The researchers next analyzed overall survival data from 181 patients with glioblastoma treated with either anti–PD-1 or anti–PD-L1 therapy at Dana-Farber Cancer Institute who were diagnosed before April 1, 2019. This patient population was heterogeneous, with patients receiving treatment through a clinical trial or on a compassionate use basis; roughly 76% were treated for disease recurrence and roughly 24% were treated for a new diagnosis. Of these 181 patients, around 35% were taking dexamethasone at baseline.

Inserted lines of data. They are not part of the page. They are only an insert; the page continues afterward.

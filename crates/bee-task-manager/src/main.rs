use bee_common::config::{BackendKind, BeeConfig};
use bee_task_manager::backend::{LsfBackend, SimpleBackend, SlurmBackend, WorkloadBackend};
use bee_task_manager::http::{self, AppState};
use bee_task_manager::tick::Tm;
use bee_task_manager::{TmState, WfmClient};
use std::sync::Arc;
use std::time::Duration;

#[tokio::main]
async fn main() -> anyhow::Result<()> {
    let config_path = std::env::args().nth(1).map(std::path::PathBuf::from);
    let config = BeeConfig::load(config_path.as_deref())?;

    let _telemetry = bee_common::telemetry::init("tm", &config.workdir)?;
    tracing::info!(listen_addr = %config.tm.listen_addr, backend = ?config.tm.backend, "starting bee-tm");

    let backend: Arc<dyn WorkloadBackend> = match config.tm.backend {
        BackendKind::Slurm => Arc::new(SlurmBackend),
        BackendKind::Lsf => Arc::new(LsfBackend),
        BackendKind::Simple => Arc::new(SimpleBackend::new()),
    };

    let tm = Arc::new(Tm {
        state: Arc::new(TmState::new(config.tm.max_poll_failures)),
        backend,
        backend_kind: config.tm.backend,
        wfm: WfmClient::new(config.tm.wfm_addr.clone()),
    });

    let tick_tm = tm.clone();
    let interval = Duration::from_secs(config.tm.tick_interval_secs);
    tokio::spawn(async move {
        let mut ticker = tokio::time::interval(interval);
        loop {
            ticker.tick().await;
            tick_tm.check_tasks().await;
        }
    });

    let app = http::router(AppState { tm });
    let listener = tokio::net::TcpListener::bind(&config.tm.listen_addr).await?;
    tracing::info!(addr = %config.tm.listen_addr, "bee-tm listening");
    axum::serve(listener, app).await?;
    Ok(())
}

The researchers evaluated the potential detrimental effect of dexamethasone using multivariable analysis, where they adjusted for a variety of factors, including disease setting (newly diagnosed vs recurrent), tumor volume at treatment initiation, age, and extent of resection among the 163 patients that had complete annotated data for relevant prognostic factors. Compared with patients who were not taking dexamethasone at baseline, patients treated with dexamethasone had roughly twice the risk of death. Further, baseline use of dexamethasone was the strongest identified negative risk factor for overall survival.
“Our results suggest that we should try to avoid dexamethasone among patients with glioblastoma who are treated with immunotherapy, and if corticosteroids are clinically required, we should use these drugs judiciously,” said Dr. Reardon. “Further, our results highlight that other strategies for the treatment of cerebral edema that do not have such a broad anti-inflammatory effect critically need to be investigated.”

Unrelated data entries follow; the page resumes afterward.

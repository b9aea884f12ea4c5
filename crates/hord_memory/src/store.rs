// Copyright (c) Microsoft Corporation.
// Licensed under the MIT License.

//! In-memory store implementation using dashmap.

use std::sync::{
    Arc,
    atomic::{AtomicBool, Ordering},
};

use dashmap::DashMap;
use hord_store::{Bytes, Error, Result, Store, validate_entry, validate_key};

use crate::builder::MemoryStoreBuilder;

#[derive(Debug)]
struct Shared {
    map: DashMap<String, Bytes>,
    closed: AtomicBool,
    name: Option<String>,
}

/// A concurrent in-memory store backed by a sharded hash map.
///
/// Clones share the same map, so a handle kept by a test observes every write made
/// through another handle. Closing any clone closes all of them.
///
/// # Examples
///
/// ```
/// use hord_memory::MemoryStore;
/// use hord_store::{ErrorKind, Store};
/// # futures::executor::block_on(async {
///
/// let store = MemoryStore::new();
/// store.set("key", "value".into()).await.unwrap();
/// assert!(store.contains_key("key"));
///
/// store.close().await;
/// assert_eq!(store.get("key").await.unwrap_err().kind(), ErrorKind::NotConnected);
/// # });
/// ```
#[derive(Debug, Clone)]
pub struct MemoryStore {
    inner: Arc<Shared>,
}

impl Default for MemoryStore {
    fn default() -> Self {
        Self::new()
    }
}

impl MemoryStore {
    /// Creates a new empty store.
    #[must_use]
    pub fn new() -> Self {
        Self::builder().build()
    }

    /// Creates a new builder for configuring a store.
    #[must_use]
    pub fn builder() -> MemoryStoreBuilder {
        MemoryStoreBuilder::new()
    }

    pub(crate) fn from_builder(builder: MemoryStoreBuilder) -> Self {
        let map = builder.initial_capacity.map_or_else(DashMap::new, DashMap::with_capacity);
        Self {
            inner: Arc::new(Shared {
                map,
                closed: AtomicBool::new(false),
                name: builder.name,
            }),
        }
    }

    /// Returns the name given to the store, if any.
    #[must_use]
    pub fn name(&self) -> Option<&str> {
        self.inner.name.as_deref()
    }

    /// Returns the number of stored entries.
    #[must_use]
    pub fn len(&self) -> usize {
        self.inner.map.len()
    }

    /// Returns `true` if the store holds no entries.
    #[must_use]
    pub fn is_empty(&self) -> bool {
        self.inner.map.is_empty()
    }

    /// Returns `true` if the store holds the given key.
    ///
    /// Inspection only; this works even after the store is closed.
    #[must_use]
    pub fn contains_key(&self, key: &str) -> bool {
        self.inner.map.contains_key(key)
    }

    /// Returns `true` once the store has been closed.
    #[must_use]
    pub fn is_closed(&self) -> bool {
        self.inner.closed.load(Ordering::Acquire)
    }

    fn ensure_open(&self) -> Result<()> {
        if self.is_closed() {
            return Err(Error::NotConnected);
        }
        Ok(())
    }
}

impl Store for MemoryStore {
    async fn setup(&self) -> Result<()> {
        self.ensure_open()
    }

    async fn health_check(&self) -> Result<()> {
        self.ensure_open()
    }

    async fn get(&self, key: &str) -> Result<Bytes> {
        self.ensure_open()?;
        validate_key(key)?;
        self.inner.map.get(key).map(|entry| entry.value().clone()).ok_or(Error::NotFound)
    }

    async fn set(&self, key: &str, value: Bytes) -> Result<()> {
        self.ensure_open()?;
        validate_entry(key, &value)?;
        self.inner.map.insert(key.to_owned(), value);
        Ok(())
    }

    async fn delete(&self, key: &str) -> Result<()> {
        self.ensure_open()?;
        validate_key(key)?;
        self.inner.map.remove(key);
        Ok(())
    }

    async fn keys(&self) -> Result<Vec<String>> {
        self.ensure_open()?;
        Ok(self.inner.map.iter().map(|entry| entry.key().clone()).collect())
    }

    async fn close(&self) {
        if !self.inner.closed.swap(true, Ordering::AcqRel) {
            tracing::debug!(store.name = self.name(), store.entries = self.len(), "store.closed");
        }
    }
}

Limitations of the study include the retrospective nature of the clinical analyses. Further, in their preclinical studies, the researchers solely evaluated the effect of dexamethasone on the efficacy of anti–PD-1 treatment. “Whether the same observations would occur with other immunomodulatory checkpoint targeting agents, or even other immunotherapy treatments—such as vaccines, adoptive cellular therapies, or genetically engineered oncolytic viruses—remains to be evaluated,” concluded Dr. Reardon.
Disclosure: This study was sponsored by The Jennifer Oppenheimer Cancer Research Initiative; The Ben and Catherine Ivy Foundation; Hope It’s A Beach Thing; and the Pan- Mass Challenge. This study was also funded by the National Institutes of Health. For full disclosures of the study authors, visit clincancerres.aacrjournals.org.The content in this post has not been reviewed by the American Society of Clinical Oncology, Inc. (ASCO®) and does not necessarily reflect the ideas and opinions of ASCO®.